▽
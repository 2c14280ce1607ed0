use crate::FpsReport;
use std::time::{Duration, Instant};

/// Counts processed frames against a monotonic clock. Call `start`, then
/// `update` once per frame, then `stop`; readings are frozen after `stop`.
#[derive(Debug, Default)]
pub struct FpsCounter {
    started: Option<Instant>,
    stopped: Option<Instant>,
    frames: u64,
}

impl FpsCounter {
    pub fn new() -> Self {
        Self::default()
    }

    /// Record the start instant and reset the frame count. Restarting an
    /// already-used counter begins a fresh measurement.
    pub fn start(&mut self) {
        self.started = Some(Instant::now());
        self.stopped = None;
        self.frames = 0;
    }

    /// Count one processed frame. Ignored unless running.
    pub fn update(&mut self) {
        if self.started.is_some() && self.stopped.is_none() {
            self.frames += 1;
        }
    }

    /// Record the stop instant. Later calls keep the first stop time.
    pub fn stop(&mut self) {
        if self.started.is_some() && self.stopped.is_none() {
            self.stopped = Some(Instant::now());
        }
    }

    pub fn frames(&self) -> u64 {
        self.frames
    }

    /// Measured interval: start to stop once stopped, start to now while
    /// running, zero if never started.
    pub fn elapsed(&self) -> Duration {
        match self.started {
            Some(start) => self.stopped.unwrap_or_else(Instant::now) - start,
            None => Duration::ZERO,
        }
    }

    /// Frames per elapsed second, or 0.0 when no time has been measured.
    pub fn fps(&self) -> f64 {
        let secs = self.elapsed().as_secs_f64();
        if secs > 0.0 {
            self.frames as f64 / secs
        } else {
            0.0
        }
    }

    pub fn report(&self) -> FpsReport {
        FpsReport {
            frames: self.frames(),
            elapsed_secs: self.elapsed().as_secs_f64(),
            fps: self.fps(),
        }
    }
}

#[cfg(test)]
mod tests {
    use super::*;
    use std::thread;

    #[test]
    fn test_new_counter_is_idle() {
        let c = FpsCounter::new();
        assert_eq!(c.frames(), 0);
        assert_eq!(c.elapsed(), Duration::ZERO);
        assert_eq!(c.fps(), 0.0);
    }

    #[test]
    fn test_update_counts_frames() {
        let mut c = FpsCounter::new();
        c.start();
        for _ in 0..7 {
            c.update();
        }
        assert_eq!(c.frames(), 7);
    }

    #[test]
    fn test_update_ignored_when_idle_or_stopped() {
        let mut c = FpsCounter::new();
        c.update();
        assert_eq!(c.frames(), 0);
        c.start();
        c.update();
        c.stop();
        c.update();
        assert_eq!(c.frames(), 1);
    }

    #[test]
    fn test_fps_is_frames_over_elapsed() {
        let mut c = FpsCounter::new();
        c.start();
        for _ in 0..5 {
            c.update();
        }
        thread::sleep(Duration::from_millis(10));
        c.stop();
        let secs = c.elapsed().as_secs_f64();
        assert!(secs > 0.0);
        assert!((c.fps() - 5.0 / secs).abs() < 1e-9);
    }

    #[test]
    fn test_elapsed_monotonic_while_running() {
        let mut c = FpsCounter::new();
        c.start();
        let a = c.elapsed();
        thread::sleep(Duration::from_millis(5));
        let b = c.elapsed();
        assert!(b >= a);
    }

    #[test]
    fn test_elapsed_frozen_after_stop() {
        let mut c = FpsCounter::new();
        c.start();
        thread::sleep(Duration::from_millis(5));
        c.stop();
        let a = c.elapsed();
        thread::sleep(Duration::from_millis(5));
        assert_eq!(c.elapsed(), a);
        // A second stop must not move the stop instant either
        c.stop();
        assert_eq!(c.elapsed(), a);
    }

    #[test]
    fn test_restart_resets_count() {
        let mut c = FpsCounter::new();
        c.start();
        c.update();
        c.stop();
        c.start();
        assert_eq!(c.frames(), 0);
        c.update();
        assert_eq!(c.frames(), 1);
    }

    #[test]
    fn test_report_matches_accessors() {
        let mut c = FpsCounter::new();
        c.start();
        c.update();
        thread::sleep(Duration::from_millis(5));
        c.stop();
        let r = c.report();
        assert_eq!(r.frames, c.frames());
        assert_eq!(r.elapsed_secs, c.elapsed().as_secs_f64());
        assert_eq!(r.fps, c.fps());
    }
}
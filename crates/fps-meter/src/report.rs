use serde::Serialize;

/// Final benchmark reading, shaped for JSON output.
#[derive(Clone, Copy, Debug, Serialize)]
pub struct FpsReport {
    pub frames: u64,
    pub elapsed_secs: f64,
    pub fps: f64,
}
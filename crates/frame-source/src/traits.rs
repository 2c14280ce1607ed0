use crate::{Frame, Result};

/// A blocking camera device. `ThreadedStream` moves one of these onto a
/// capture thread; callers that want the latest-frame semantics never
/// touch the source directly after that.
pub trait CameraSource {
    /// Open a camera by device index or path string.
    fn open(spec: &str) -> Result<Self>
    where
        Self: Sized;

    /// Capture a single frame, blocking until the device produces one.
    fn read(&mut self) -> Result<Frame>;

    /// Native capture resolution, when the backend knows it.
    fn resolution(&self) -> Option<(u32, u32)> {
        None
    }
}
△
## PROMPT
For the listing above, print only the lines starting at the line containing "per frame, then" and ending at the line containing "pub fn new()", exactly, both included.

## ANSWER SPACE
/// `update` once per frame, then `stop`; readings are frozen after `stop`.
#[derive(Debug, Default)]
pub struct FpsCounter {
    started: Option<Instant>,
    stopped: Option<Instant>,
    frames: u64,
}

impl FpsCounter {
    pub fn new() -> Self {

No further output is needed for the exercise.